DESCRIPTION OF THE TASK
The required answer is every line of the data containing the word "contains".

(Saved entries)

//! Daily publish trigger
//!
//! Runs a [`ScheduledJob`] once at startup and then once per day at the
//! configured local publish time. A failed run is logged and broadcast; the
//! loop then sleeps until the next tick.

use async_trait::async_trait;
use chrono::{DateTime, Duration, NaiveDate, TimeZone, Utc};
use serde::Serialize;
use std::sync::Arc;
use tokio::sync::{broadcast, Notify, RwLock};

use super::error::SchedulerResult;
use super::resolver::ScheduleConfig;

// ============================================================================
// Scheduled Job
// ============================================================================

/// Work performed at each tick
#[async_trait]
pub trait ScheduledJob: Send + Sync {
    /// Run once for `today`, returning the number of items dispatched
    async fn run(&self, today: NaiveDate) -> SchedulerResult<usize>;
}

// ============================================================================
// Trigger Events
// ============================================================================

/// Events emitted by the trigger
#[derive(Debug, Clone, PartialEq, Eq)]
pub enum TriggerEvent {
    /// A run began
    RunStarted {
        today: NaiveDate,
        started_at: DateTime<Utc>,
    },

    /// A run finished
    RunCompleted {
        today: NaiveDate,
        dispatched: usize,
        finished_at: DateTime<Utc>,
    },

    /// A run failed; the loop waits for the next tick
    RunFailed { today: NaiveDate, reason: String },

    /// The loop exited
    Stopped,
}

/// Where the loop currently is
#[derive(Debug, Clone, Copy, PartialEq, Eq, Serialize)]
#[serde(rename_all = "snake_case")]
pub enum TriggerState {
    Idle,
    Waiting,
    Running,
}

// ============================================================================
// Publish Trigger
// ============================================================================

/// Daily scheduler loop
pub struct PublishTrigger {
    schedule: ScheduleConfig,
    job: Arc<dyn ScheduledJob>,
    run_on_startup: bool,
    event_sender: broadcast::Sender<TriggerEvent>,
    is_running: Arc<RwLock<bool>>,
    state: Arc<RwLock<TriggerState>>,
    last_run: Arc<RwLock<Option<DateTime<Utc>>>>,
    stop_signal: Arc<Notify>,
}

impl PublishTrigger {
    /// Create a trigger that runs `job` at the schedule's publish time
    pub fn new(schedule: ScheduleConfig, job: Arc<dyn ScheduledJob>) -> Self {
        let (event_sender, _) = broadcast::channel(100);

        Self {
            schedule,
            job,
            run_on_startup: true,
            event_sender,
            is_running: Arc::new(RwLock::new(false)),
            state: Arc::new(RwLock::new(TriggerState::Idle)),
            last_run: Arc::new(RwLock::new(None)),
            stop_signal: Arc::new(Notify::new()),
        }
    }

    /// Whether to run immediately when started
    pub fn with_run_on_startup(mut self, value: bool) -> Self {
        self.run_on_startup = value;
        self
    }

    /// Subscribe to trigger events
    pub fn subscribe(&self) -> broadcast::Receiver<TriggerEvent> {
        self.event_sender.subscribe()
    }

    /// Next publish instant strictly after `now`
    pub fn next_run_after(&self, now: DateTime<Utc>) -> DateTime<Utc> {
        let tz = self.schedule.timezone;
        let local_today = now.with_timezone(&tz).date_naive();

        for offset in 0..=2 {
            let date = local_today + Duration::days(offset);
            let wall = date.and_time(self.schedule.publish_time);
            // A wall time skipped by a DST jump resolves to one hour later
            let local = tz
                .from_local_datetime(&wall)
                .earliest()
                .or_else(|| tz.from_local_datetime(&(wall + Duration::hours(1))).earliest());

            if let Some(local) = local {
                let instant = local.with_timezone(&Utc);
                if instant > now {
                    return instant;
                }
            }
        }

        now + Duration::days(1)
    }

    /// Time left until the next publish instant
    pub fn duration_until_next_run(&self) -> std::time::Duration {
        let now = Utc::now();
        (self.next_run_after(now) - now)
            .to_std()
            .unwrap_or(std::time::Duration::from_secs(60))
    }

    /// Run the loop until [`stop`](Self::stop) is called
    pub async fn start(&self) {
        *self.is_running.write().await = true;
        tracing::info!(
            publish_time = %self.schedule.publish_time.format("%H:%M"),
            timezone = %self.schedule.timezone,
            "Publish trigger started"
        );

        if self.run_on_startup {
            let _ = self.run_once().await;
        }

        while *self.is_running.read().await {
            let sleep_duration = self.duration_until_next_run();
            *self.state.write().await = TriggerState::Waiting;
            tracing::info!(
                next_run = %self.next_run_after(Utc::now()),
                "Sleeping until next publish time"
            );

            tokio::select! {
                _ = tokio::time::sleep(sleep_duration) => {
                    if *self.is_running.read().await {
                        let _ = self.run_once().await;
                    }
                }
                _ = self.stop_signal.notified() => {
                    break;
                }
            }
        }

        *self.is_running.write().await = false;
        *self.state.write().await = TriggerState::Idle;
        let _ = self.event_sender.send(TriggerEvent::Stopped);
        tracing::info!("Publish trigger stopped");
    }

    /// Stop the loop
    pub async fn stop(&self) {
        *self.is_running.write().await = false;
        self.stop_signal.notify_one();
    }

    /// Check if the loop is running
    pub async fn is_running(&self) -> bool {
        *self.is_running.read().await
    }

    /// Run the job for the current local date and report the outcome
    pub async fn run_once(&self) -> SchedulerResult<usize> {
        let today = self.schedule.today();
        *self.state.write().await = TriggerState::Running;
        let _ = self.event_sender.send(TriggerEvent::RunStarted {
            today,
            started_at: Utc::now(),
        });

        let outcome = self.job.run(today).await;
        *self.last_run.write().await = Some(Utc::now());
        *self.state.write().await = TriggerState::Idle;

        match &outcome {
            Ok(dispatched) => {
                tracing::info!(%today, dispatched, "Scheduled run completed");
                let _ = self.event_sender.send(TriggerEvent::RunCompleted {
                    today,
                    dispatched: *dispatched,
                    finished_at: Utc::now(),
                });
            }
            Err(e) => {
                tracing::error!(%today, error = %e, "Scheduled run failed, waiting for next tick");
                let _ = self.event_sender.send(TriggerEvent::RunFailed {
                    today,
                    reason: e.to_string(),
                });
            }
        }

        outcome
    }

    /// Get trigger status
    pub async fn status(&self) -> TriggerStatus {
        let now = Utc::now();
        let next_run = self.next_run_after(now);

        TriggerStatus {
            is_running: *self.is_running.read().await,
            state: *self.state.read().await,
            publish_time: self.schedule.publish_time.format("%H:%M").to_string(),
            timezone: self.schedule.timezone.to_string(),
            last_run: *self.last_run.read().await,
            next_run,
            seconds_until_next_run: (next_run - now).num_seconds(),
        }
    }
}

/// Trigger status information
#[derive(Debug, Clone, Serialize)]
pub struct TriggerStatus {
    pub is_running: bool,
    pub state: TriggerState,
    pub publish_time: String,
    pub timezone: String,
    pub last_run: Option<DateTime<Utc>>,
    pub next_run: DateTime<Utc>,
    pub seconds_until_next_run: i64,
}

impl TriggerStatus {
    /// Format as display string
    pub fn display(&self) -> String {
        let mut output = String::from("Trigger Status\n");
        output.push_str(&format!("{:-<40}\n", ""));
        output.push_str(&format!("Running: {}\n", self.is_running));
        output.push_str(&format!("Publish Time: {} {}\n", self.publish_time, self.timezone));

        let hours = self.seconds_until_next_run / 3600;
        let mins = (self.seconds_until_next_run % 3600) / 60;
        output.push_str(&format!("Next Run: {} (in {hours}h {mins}m)\n", self.next_run));

        match self.last_run {
            Some(at) => output.push_str(&format!("Last Run: {at}\n")),
            None => output.push_str("Last Run: never\n"),
        }

        output
    }
}

// ============================================================================
// Tests
// ============================================================================

#[cfg(test)]
mod tests {
    use super::*;
    use crate::scheduler::{Cadence, SchedulerError};
    use chrono::NaiveTime;
    use std::sync::atomic::{AtomicUsize, Ordering};

    struct CountingJob {
        runs: AtomicUsize,
        fail: bool,
    }

    #[async_trait]
    impl ScheduledJob for CountingJob {
        async fn run(&self, _today: NaiveDate) -> SchedulerResult<usize> {
            self.runs.fetch_add(1, Ordering::SeqCst);
            if self.fail {
                Err(SchedulerError::run_failed("ledger unavailable"))
            } else {
                Ok(2)
            }
        }
    }

    fn schedule() -> ScheduleConfig {
        ScheduleConfig::new(NaiveDate::from_ymd_opt(2026, 2, 11).unwrap(), Cadence::Daily)
            .with_publish_time(NaiveTime::from_hms_opt(9, 0, 0).unwrap())
            .with_timezone(chrono_tz::America::New_York)
    }

    fn trigger(fail: bool) -> (PublishTrigger, Arc<CountingJob>) {
        let job = Arc::new(CountingJob {
            runs: AtomicUsize::new(0),
            fail,
        });
        (PublishTrigger::new(schedule(), job.clone()), job)
    }

    fn utc(y: i32, m: u32, d: u32, h: u32, min: u32) -> DateTime<Utc> {
        Utc.with_ymd_and_hms(y, m, d, h, min, 0).unwrap()
    }

    #[test]
    fn test_next_run_later_today() {
        let (trigger, _) = trigger(false);
        // 08:00 EST
        let next = trigger.next_run_after(utc(2026, 1, 15, 13, 0));
        assert_eq!(next, utc(2026, 1, 15, 14, 0));
    }

    #[test]
    fn test_next_run_tomorrow_when_past() {
        let (trigger, _) = trigger(false);
        // 10:00 EST
        let next = trigger.next_run_after(utc(2026, 1, 15, 15, 0));
        assert_eq!(next, utc(2026, 1, 16, 14, 0));
    }

    #[test]
    fn test_next_run_follows_dst() {
        let (trigger, _) = trigger(false);
        // Summer: 09:00 EDT is 13:00 UTC
        let next = trigger.next_run_after(utc(2026, 7, 1, 12, 0));
        assert_eq!(next, utc(2026, 7, 1, 13, 0));
    }

    #[tokio::test]
    async fn test_run_once_emits_events() {
        let (trigger, job) = trigger(false);
        let mut receiver = trigger.subscribe();

        assert_eq!(trigger.run_once().await.unwrap(), 2);
        assert_eq!(job.runs.load(Ordering::SeqCst), 1);

        assert!(matches!(receiver.try_recv(), Ok(TriggerEvent::RunStarted { .. })));
        assert!(matches!(
            receiver.try_recv(),
            Ok(TriggerEvent::RunCompleted { dispatched: 2, .. })
        ));
        assert!(trigger.status().await.last_run.is_some());
    }

    #[tokio::test]
    async fn test_failed_run_is_broadcast() {
        let (trigger, _) = trigger(true);
        let mut receiver = trigger.subscribe();

        assert!(trigger.run_once().await.is_err());
        let _ = receiver.try_recv();
        match receiver.try_recv() {
            Ok(TriggerEvent::RunFailed { reason, .. }) => assert!(reason.contains("ledger")),
            other => panic!("Unexpected event: {other:?}"),
        }
    }

    #[tokio::test]
    async fn test_start_runs_on_startup_and_stops() {
        let (trigger, job) = trigger(false);
        let trigger = Arc::new(trigger);
        let mut receiver = trigger.subscribe();

        let handle = tokio::spawn({
            let trigger = trigger.clone();
            async move { trigger.start().await }
        });

        loop {
            if let TriggerEvent::RunCompleted { .. } = receiver.recv().await.unwrap() {
                break;
            }
        }
        trigger.stop().await;
        handle.await.unwrap();

        assert_eq!(job.runs.load(Ordering::SeqCst), 1);
        assert!(!trigger.is_running().await);
    }

    #[tokio::test]
    async fn test_status_before_start() {
        let (trigger, _) = trigger(false);
        let status = trigger.status().await;

        assert!(!status.is_running);
        assert_eq!(status.state, TriggerState::Idle);
        assert_eq!(status.publish_time, "09:00");
        assert!(status.display().contains("Last Run: never"));
    }
}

TASK OUTPUT
            Ok(TriggerEvent::RunFailed { reason, .. }) => assert!(reason.contains("ledger")),
        assert!(status.display().contains("Last Run: never"));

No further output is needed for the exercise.